UNE LOGIQUE SUR FOND D’ERRANCE

Critique de cinéma aux Cahiers du Cinéma dans les années 80, Pascal Bonitzer est aussi le scénariste de la plupart des films de Jacques Rivette depuis 1984. Il a signé en tout une quarantaine de scénarios depuis plus de vingt ans, travaillant aussi avec Ruiz, Téchiné, Chantal Akerman ou John Lvoff. Petites coupures est le troisième long-métrage réalisé par Pascal Bonitzer, après Encore (1996) et Rien sur Robert (1999).



  Petites Coupures (c) D.R.

Objectif Cinéma : On a l’impression qu’il y a un principe tout au long de vos films qui est celui du running gag, on pense par exemple aux objets transitionnels comme la bague dans Petites coupures, ou le mot ersatz qui court tout au long du film dans Encore. Pouvez-vous nous expliquer ce principe moteur de vos films ?

Pascal Bonitzer : Les films ont une tonalité de comédie, plus ou moins accentuée. Le running gag est un procédé qui en fait partie. Je l’apprécie bien car il permet de donner une sorte de fil conducteur au parcours, parfois très erratique, du personnage principal. Il s’égare, peut prendre des chemins de traverse et puis il est effectivement toujours ramené d’une certaine façon à son problème ou à l’histoire par un objet ou un mot qui le re-fixe dans une continuité. Dans Petites coupures, la bague joue effectivement un rôle de faufilage entre plusieurs épisodes, elle passe de doigt en doigt : cela présente évidemment un certain sens dans le film, et il y a un certain nombre de phrases ou de mots qui se répètent et passent de bouche en bouche aussi d’une certaine façon.


Objectif Cinéma : Vous dites que cela tient de la comédie mais en même temps avec les tartes dans Encore ou le revolver dans Petites coupures, il y a quelque chose de mathématique, quelque chose de réversible, de logique…

Pascal Bonitzer : Oui, justement, j’aime bien qu’il y ait une structure, en fait, une algèbre du parcours des objets, une symétrie, une géométrie, que ces objets donnent une forme au récit.

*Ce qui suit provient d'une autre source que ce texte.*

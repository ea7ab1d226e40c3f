//! Basic error reporting.

use std::error::Error as StdError;
use std::fmt::{self, Display, Formatter};

use super::division::MAX_PRECISION;
use super::encoding::Encoding;

/// Represents a failure of one of the encoding or arithmetic
/// operations defined in this crate.
#[derive(Clone, Copy, Debug, PartialEq, Eq)]
pub enum Error {
    /// The decimal value cannot be represented in the requested
    /// width and encoding.
    OutOfRange {
        value: i64,
        width: usize,
        encoding: Encoding,
    },
    /// The magnitude of a sign-magnitude sum does not fit in the
    /// magnitude bits, or a value has no negation in its encoding.
    Overflow,
    /// The divisor's magnitude is zero.
    DivideByZero,
    /// The exponent of a floating-point result cannot be encoded in
    /// the exponent field.
    ExponentOutOfRange {
        exponent: i128,
        width: usize,
        encoding: Encoding,
    },
    /// Two bit vectors which must have equal widths don't.
    WidthMismatch { left: usize, right: usize },
    /// The width is not usable for the requested operation.
    InvalidWidth(usize),
    /// A character other than `0` or `1` appeared in a bit string.
    InvalidDigit(char),
    /// A value needs more binary digits than the given number to be
    /// written down (for example a decimal value which doesn't fit a
    /// bit vector, or a bit vector which doesn't fit a `u128`).
    TooWide(usize),
    /// A quotient was asked for more decimal places than
    /// [`MAX_PRECISION`].
    PrecisionTooLarge(usize),
}

impl StdError for Error {}

impl Display for Error {
    fn fmt(&self, f: &mut Formatter<'_>) -> Result<(), fmt::Error> {
        match self {
            Error::OutOfRange {
                value,
                width,
                encoding,
            } => {
                let range = encoding.range(*width);
                write!(
                    f,
                    "{value} is outside the range of {width}-bit {encoding} code [{}, {}]",
                    range.start(),
                    range.end()
                )
            }
            Error::Overflow => f.write_str("arithmetic overflow"),
            Error::DivideByZero => f.write_str("division by zero"),
            Error::ExponentOutOfRange {
                exponent,
                width,
                encoding,
            } => write!(
                f,
                "exponent {exponent} cannot be held in a {width}-bit {encoding} exponent field"
            ),
            Error::WidthMismatch { left, right } => {
                write!(f, "bit vector widths differ ({left} and {right})")
            }
            Error::InvalidWidth(width) => write!(f, "{width} is not a usable bit width"),
            Error::InvalidDigit(ch) => write!(f, "{ch:?} is not a binary digit"),
            Error::TooWide(width) => write!(f, "value does not fit in {width} bits"),
            Error::PrecisionTooLarge(precision) => write!(
                f,
                "{precision} decimal places is more than the maximum of {MAX_PRECISION}"
            ),
        }
    }
}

Oui, c’est vrai, c’est quelque chose qui m’importe beaucoup.


Rien sur Robert (c) D.R.

Objectif Cinéma : Petites coupures est une variation sur le thème de l’anti-héros, du personnage ballotté par les évènements. Pourquoi une telle attirance pour ce genre de personnage ?

Pascal Bonitzer : La raison risque d’être très personnelle (rires). Ce qu’on peut dire, c’est que le personnage de Bruno, joué par Daniel Auteuil, est une variation sur un personnage que j’ai créé avec mon premier film Encore, quand il était joué par Jackie Berroyer. Il y a eu aussi Fabrice Luchini dans Rien sur Robert. Donc à chaque fois un corps, un physique assez différent mais une complexion un petit peu semblable : un personnage agité, instable, en proie à des mouvements contradictoires, tombant facilement amoureux et passant facilement d’un point de vue à un autre, subissant des vicissitudes qui le mettent aux confins du masochisme. Il y a peut-être une part d’autoportrait dans ce personnage. Pourquoi je suis attiré ? Je ne suis pas attiré (rires), c’est comme ça que je le fabrique, c’est comme ça que je l’ai inventé. À la limite, ça aurait pu être le même personnage, il aurait pu s’appeler pareil, il aurait pu être joué par le même acteur, cela aurait pu se prolonger pour deux ou trois histoires si j’avais eu un esprit " à la Truffaut " ; j’aurais pu créer des mésaventures de ce personnage d’un film à l’autre. J’ai choisi de ne pas le faire car j’avais envie de changer de climats, de registres et tout simplement de comédiens d’un film à l’autre. Donc ce sont des variations sur un même personnage…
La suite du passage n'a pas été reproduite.